Saturday 17 May 2008

Writing by numbers

I've been reading a proof copy of a wonderful debut novel, Addition by Toni Jordan, which Sceptre have produced to promote their mass-market paperback after doing poorly with the trade paperback, possibly owing in part to a fairly atrocious cover.

Our narrator is Grace, who has a variant of OCD which compels her to count everything in her life and restricts her to those things which she can easily monitor. She is not portrayed as weak, as any sort of victim or as being in any sort of denial. She resists categorisation, marginalisation and any sort of mollycoddling. She is forthright, independent and possessed of a irresistibly sharp wit.

But that doesn't mean she's not vulnerable. She just knows her weaknesses and doesn't need a knight in shining armour to save her from herself. She's a well drawn, rounded character, someone I felt I was getting to know, not just a figure to observe travelling through a particular story. She feels as if she should have life beyond the page.

Her own personal version of numerology means that the fact that her full name, Grace Lisa Vandenburg, has the same number of letters as Seamus Joseph O'Reilly - 19 - means he's definitely got boyfriend potential. So it was with some excitement I noticed that mine does too! Only then did I realise that I seem to have fallen in love with a fictional character. Still, at least she's from someone else's imagination rather than my own, which is encouraging.

Sobering statistic of the week - with the possible exception of the revelation by the Zoological Society of London that humanity has killed off between a quarter and a third of the world's animal life since 1970 - is the survey of Italians which found that 68% of them want all Roma Gypsies deported from the country.

Last month's national elections resulted in the return to power of the odious
Silvio Berlusconi, heading a right-wing coalition voted in largely owing to their hardline proposals with regard to immigration. Italian police have been charged with protection the Roma from victimisation, but so far this seems to have little impact on the abuse and violence.

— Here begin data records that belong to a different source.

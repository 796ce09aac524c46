//! Scene cameras

use serde::{Deserialize, Serialize};

/// Projection used by a scene camera
#[derive(Debug, Clone, Copy, PartialEq, Eq, Hash, Serialize, Deserialize)]
#[serde(rename_all = "lowercase")]
pub enum CameraType {
    Perspective,
    Orthographic,
}

/// A camera referenced by scene objects through `camera_id`
#[derive(Debug, Clone, PartialEq, Serialize, Deserialize)]
pub struct Camera {
    pub id: String,
    pub name: String,
    pub camera_type: CameraType,
    /// Vertical field of view in degrees (perspective only)
    pub fov: f64,
    pub zoom: f64,
    pub near: f64,
    pub far: f64,
    /// Height of the view volume (orthographic only)
    pub ortho_height: Option<f64>,
}

impl Camera {
    /// Create a perspective camera with editor defaults
    pub fn perspective(id: impl Into<String>, name: impl Into<String>) -> Self {
        Self {
            id: id.into(),
            name: name.into(),
            camera_type: CameraType::Perspective,
            fov: 50.0,
            zoom: 1.0,
            near: 0.1,
            far: 1000.0,
            ortho_height: None,
        }
    }
}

We can't be complacent in the UK. London now has Boris Johnson as its Mayor - even though voting for Boris was as about as sensible as voting for a bowl of fruit - which no doubt has at least something to do with Tory attitudes to immigration. The real concern is the fact that the Mayoral Assembly now has a BNP member, since 5% of voters were taken in by their paranoid xenophobia, although I am gratified to learn that, thus far, the ghastly Richard Barnbrook is being ignored by his fellow Assembly members.

He was the BNP member who offered his support to Prima Ballerina Simone Clarke when she attacked for using her Arts Council-funded prominence to speak in support of the BNP. At the time she was dating a dancer of Cuban-Chinese descent, which Barnbrook said he didn't have problem with, but added that he thought it best that the pair didn't have children.

The following statement made to the BBC during his campaign should leave you in no doubt about his commitment to tolerance:

"You can be gay behind closed doors, you can be heterosexual behind closed doors, but you don't bring it onto the streets, demanding more rights for it."

This worrying incompassion, which seems set only to increase alarmingly given the sentiments offered in response by readers of the Daily Mail on their website and on the BBC website's Have Your Say page, will no doubt become even more prevalent as the world's resources become stretched. This week Barcelona, with their reservoirs filled to only 18% of their capacity, became the first European city to import water. I wonder how long it will be before we have tales of immigrants scrounging water.

I've been reading an anthology of Peter Ustinov's weekly columns for the defunct European newspaper written in 1990-91 and his calm wisdom is something which seems no longer to have a place in political debate.

He speaks with the compassion one would expect of such an active ambassador for UNICEF and does not shy from uncomfortable truths. In a piece revealing the widespread victimisation of the Maori community in New Zealand, he notes:

"Prejudice is an indefinable weed which is at its most insidious in the greenest of lawns."

With the West's lawns starting to brown, I fear that our feeble attempts to protect the world's poor and weak will be replaced by the frantic raising of drawbridges.